Overview of Software Complexity
What is Software Complexity?
Complexity is anything related to the structure of a software system that makes it hard to understand and modify.
Complexity is shaped by the activities developers perform most often. If a system contains a few highly intricate parts that are rarely touched, they contribute little to the overall complexity. This intuition can be expressed in a crude mathematical form:
\[ C = \sum_{p} c_{p} t_{p} \]
The overall complexity \(C\) of a system equals the complexity \(c_{p}\) of each part \(p\), weighted by the fraction of time \(t_{p}\) developers spend working on it. Isolating complexity in a place where no one ever has to see it is nearly as good as eliminating it altogether.

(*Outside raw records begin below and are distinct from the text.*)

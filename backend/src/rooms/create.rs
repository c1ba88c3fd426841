// SPDX-FileCopyrightText: 2023 Phoenix R&D GmbH <hello@phnx.im>
//
// SPDX-License-Identifier: AGPL-3.0-or-later

use std::collections::BTreeSet;

use cachet_common::events::{client::CreateRoom, server::RoomMember};
use cachet_common::identifiers::{KeyVersion, UserId};

use crate::auth_service::{AuthenticatedUser, UserRecord};

use super::{
    errors::RoomError, key_ledger::KeyLedgerEntry, membership, room_record::RoomRecord,
    wrap_map, RoomService,
};

#[derive(Debug)]
pub struct CreatedRoom {
    pub room: RoomRecord,
    pub members: Vec<RoomMember>,
    pub participant_ids: Vec<UserId>,
    pub created_by: String,
    pub encryption_setup: bool,
}

impl RoomService {
    /// Create a room and install ledger version 1 in the same transaction.
    ///
    /// The wrap set must cover the creator and every invitee; listing the
    /// creator among the invitees is harmless.
    #[tracing::instrument(skip(self, request), fields(creator = %caller.user_id))]
    pub async fn create_room(
        &self,
        caller: &AuthenticatedUser,
        request: CreateRoom,
    ) -> Result<CreatedRoom, RoomError> {
        let invitees: BTreeSet<UserId> = request
            .participant_ids
            .iter()
            .copied()
            .filter(|id| *id != caller.user_id)
            .collect();
        let mut participants = invitees.clone();
        participants.insert(caller.user_id);

        let wraps = wrap_map(request.encrypted_keys);
        let covered: BTreeSet<UserId> = wraps.keys().copied().collect();
        if covered != participants {
            return Err(RoomError::IncompleteWrapSet);
        }

        let is_group = request.is_group.unwrap_or(invitees.len() > 1);

        let mut tx = self.pool().begin().await?;
        for invitee in &invitees {
            UserRecord::load(&mut *tx, *invitee)
                .await?
                .ok_or(RoomError::UserNotFound(*invitee))?;
        }

        let room = RoomRecord::insert(&mut *tx, request.name.as_deref(), is_group).await?;
        for participant in &participants {
            membership::add_participant(&mut *tx, room.id, *participant).await?;
        }
        KeyLedgerEntry::install(&mut *tx, room.id, KeyVersion::FIRST, &wraps).await?;

        let members = membership::members(&mut *tx, room.id).await?;
        let room = RoomRecord::load(&mut *tx, room.id)
            .await?
            .ok_or(RoomError::RoomNotFound)?;
        tx.commit().await?;

        tracing::info!(room_id = %room.id, participants = participants.len(), "room created");
        Ok(CreatedRoom {
            room,
            members,
            participant_ids: participants.into_iter().collect(),
            created_by: caller.username.clone(),
            encryption_setup: true,
        })
    }
}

Human Limitation on Software
The greatest limitation in software development is our ability to understand the systems we build. As a program evolves and accumulates features, it grows complicated, with subtle dependencies forming between its components. Over time, this complexity compounds, and it becomes increasingly difficult for developers to hold all the relevant details in mind while modifying the system.
General Approaches to Fight Complexity
- Making code more simple, clear, and consistent.

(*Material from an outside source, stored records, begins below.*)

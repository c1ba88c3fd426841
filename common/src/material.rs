// SPDX-FileCopyrightText: 2023 Phoenix R&D GmbH <hello@phnx.im>
//
// SPDX-License-Identifier: AGPL-3.0-or-later

//! Opaque cryptographic material as it crosses the wire and the database.
//!
//! The server never unwraps any of this: clients encapsulate symmetric keys
//! under each recipient's ML-KEM public key and encrypt content with
//! AES-256-GCM. All the server checks is that a blob is well-formed base64
//! and, where the protocol fixes one, its decoded size.

use base64::{engine::general_purpose::STANDARD as BASE64, Engine as _};
use serde::{Deserialize, Serialize};
use thiserror::Error;

/// Accepted decoded sizes of an ML-KEM public key (ML-KEM-512, -768, -1024).
pub const ML_KEM_PUBLIC_KEY_SIZES: [usize; 3] = [800, 1184, 1568];

/// Decoded size of an AES initialization vector.
pub const IV_LEN: usize = 16;

#[derive(Debug, Error, PartialEq, Eq)]
pub enum MaterialError {
    #[error("invalid base64: {0}")]
    InvalidBase64(String),
    #[error("invalid public key size: {0} bytes, expected one of {ML_KEM_PUBLIC_KEY_SIZES:?}")]
    InvalidPublicKeySize(usize),
    #[error("invalid IV size: {0} bytes, expected {IV_LEN}")]
    InvalidIvSize(usize),
    #[error("empty key material")]
    Empty,
}

fn decoded_len(value: &str) -> Result<usize, MaterialError> {
    BASE64
        .decode(value)
        .map(|bytes| bytes.len())
        .map_err(|error| MaterialError::InvalidBase64(error.to_string()))
}

/// A symmetric room key encapsulated under one recipient's public key.
///
/// No size constraint: encapsulation output depends on the client's chosen
/// parameter set and stays opaque to the server.
#[derive(Debug, Clone, PartialEq, Eq, Serialize, Deserialize, sqlx::Type)]
#[serde(try_from = "String", into = "String")]
#[sqlx(transparent)]
pub struct WrappedKey(String);

impl WrappedKey {
    pub fn as_str(&self) -> &str {
        &self.0
    }
}

impl TryFrom<String> for WrappedKey {
    type Error = MaterialError;

    fn try_from(value: String) -> Result<Self, Self::Error> {
        if value.is_empty() {
            return Err(MaterialError::Empty);
        }
        decoded_len(&value)?;
        Ok(Self(value))
    }
}

impl From<WrappedKey> for String {
    fn from(key: WrappedKey) -> Self {
        key.0
    }
}

/// AES-256-GCM ciphertext of a message body.
#[derive(Debug, Clone, PartialEq, Eq, Serialize, Deserialize, sqlx::Type)]
#[serde(try_from = "String", into = "String")]
#[sqlx(transparent)]
pub struct Ciphertext(String);

impl Ciphertext {
    pub fn as_str(&self) -> &str {
        &self.0
    }

    /// Wrap plain text the way system messages are stored: base64 of the
    /// UTF-8 bytes. Clients see `message_type = system` and render without
    /// decrypting.
    pub fn from_plain_text(text: &str) -> Self {
        Self(BASE64.encode(text.as_bytes()))
    }
}

impl TryFrom<String> for Ciphertext {
    type Error = MaterialError;

    fn try_from(value: String) -> Result<Self, Self::Error> {
        if value.is_empty() {
            return Err(MaterialError::Empty);
        }
        decoded_len(&value)?;
        Ok(Self(value))
    }
}

impl From<Ciphertext> for String {
    fn from(ciphertext: Ciphertext) -> Self {
        ciphertext.0
    }
}

/// Initialization vector of a message, base64 of exactly [`IV_LEN`] bytes.
#[derive(Debug, Clone, PartialEq, Eq, Serialize, Deserialize, sqlx::Type)]
#[serde(try_from = "String", into = "String")]
#[sqlx(transparent)]
pub struct Iv(String);

impl Iv {
    pub fn as_str(&self) -> &str {
        &self.0
    }

    /// The all-zeros placeholder IV attached to system messages.
    pub fn dummy() -> Self {
        Self(BASE64.encode([b'0'; IV_LEN]))
    }
}

impl TryFrom<String> for Iv {
    type Error = MaterialError;

    fn try_from(value: String) -> Result<Self, Self::Error> {
        let len = decoded_len(&value)?;
        if len != IV_LEN {
            return Err(MaterialError::InvalidIvSize(len));
        }
        Ok(Self(value))
    }
}

impl From<Iv> for String {
    fn from(iv: Iv) -> Self {
        iv.0
    }
}

/// A user's long-term ML-KEM public key.
#[derive(Debug, Clone, PartialEq, Eq, Serialize, Deserialize, sqlx::Type)]
#[serde(try_from = "String", into = "String")]
#[sqlx(transparent)]
pub struct MlKemPublicKey(String);

impl MlKemPublicKey {
    pub fn as_str(&self) -> &str {
        &self.0
    }
}

impl TryFrom<String> for MlKemPublicKey {
    type Error = MaterialError;

    fn try_from(value: String) -> Result<Self, Self::Error> {
        let len = decoded_len(&value)?;
        if !ML_KEM_PUBLIC_KEY_SIZES.contains(&len) {
            return Err(MaterialError::InvalidPublicKeySize(len));
        }
        Ok(Self(value))
    }
}

impl From<MlKemPublicKey> for String {
    fn from(key: MlKemPublicKey) -> Self {
        key.0
    }
}

#[cfg(test)]
mod tests {
    use super::*;

    fn base64_of(len: usize) -> String {
        BASE64.encode(vec![7u8; len])
    }

    #[test]
    fn wrapped_key_accepts_any_base64() {
        assert!(WrappedKey::try_from(base64_of(17)).is_ok());
        assert!(WrappedKey::try_from(base64_of(1536)).is_ok());
    }

    #[test]
    fn wrapped_key_rejects_garbage() {
        assert_eq!(
            WrappedKey::try_from(String::new()),
            Err(MaterialError::Empty)
        );
        assert!(matches!(
            WrappedKey::try_from("not base64!!".to_owned()),
            Err(MaterialError::InvalidBase64(_))
        ));
    }

    #[test]
    fn public_key_sizes_are_enforced() {
        for size in ML_KEM_PUBLIC_KEY_SIZES {
            assert!(MlKemPublicKey::try_from(base64_of(size)).is_ok());
        }
        assert_eq!(
            MlKemPublicKey::try_from(base64_of(1000)),
            Err(MaterialError::InvalidPublicKeySize(1000))
        );
    }

    #[test]
    fn iv_must_decode_to_sixteen_bytes() {
        assert!(Iv::try_from(base64_of(IV_LEN)).is_ok());
        assert_eq!(
            Iv::try_from(base64_of(12)),
            Err(MaterialError::InvalidIvSize(12))
        );
    }

    #[test]
    fn dummy_iv_is_well_formed() {
        let dummy = Iv::dummy();
        assert!(Iv::try_from(String::from(dummy)).is_ok());
    }

    #[test]
    fn system_text_round_trips_through_base64() {
        let ciphertext = Ciphertext::from_plain_text("alice joined the room");
        let decoded = BASE64.decode(ciphertext.as_str()).unwrap();
        assert_eq!(decoded, b"alice joined the room");
    }
}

- Decomposing the system into modules that remain relatively independent of one another.
Software Design Methods
Waterfall: The project proceeds through a sequence of discrete phases — requirements, design, coding, testing, and maintenance — with each phase completing before the next begins. The entire system is designed up front, in one pass.
Unfortunately, the waterfall model rarely works well for software. Software systems are intrinsically more complex than physical ones; it is simply not possible to visualize the design of a large software system thoroughly enough to anticipate all of its implications before any code is written.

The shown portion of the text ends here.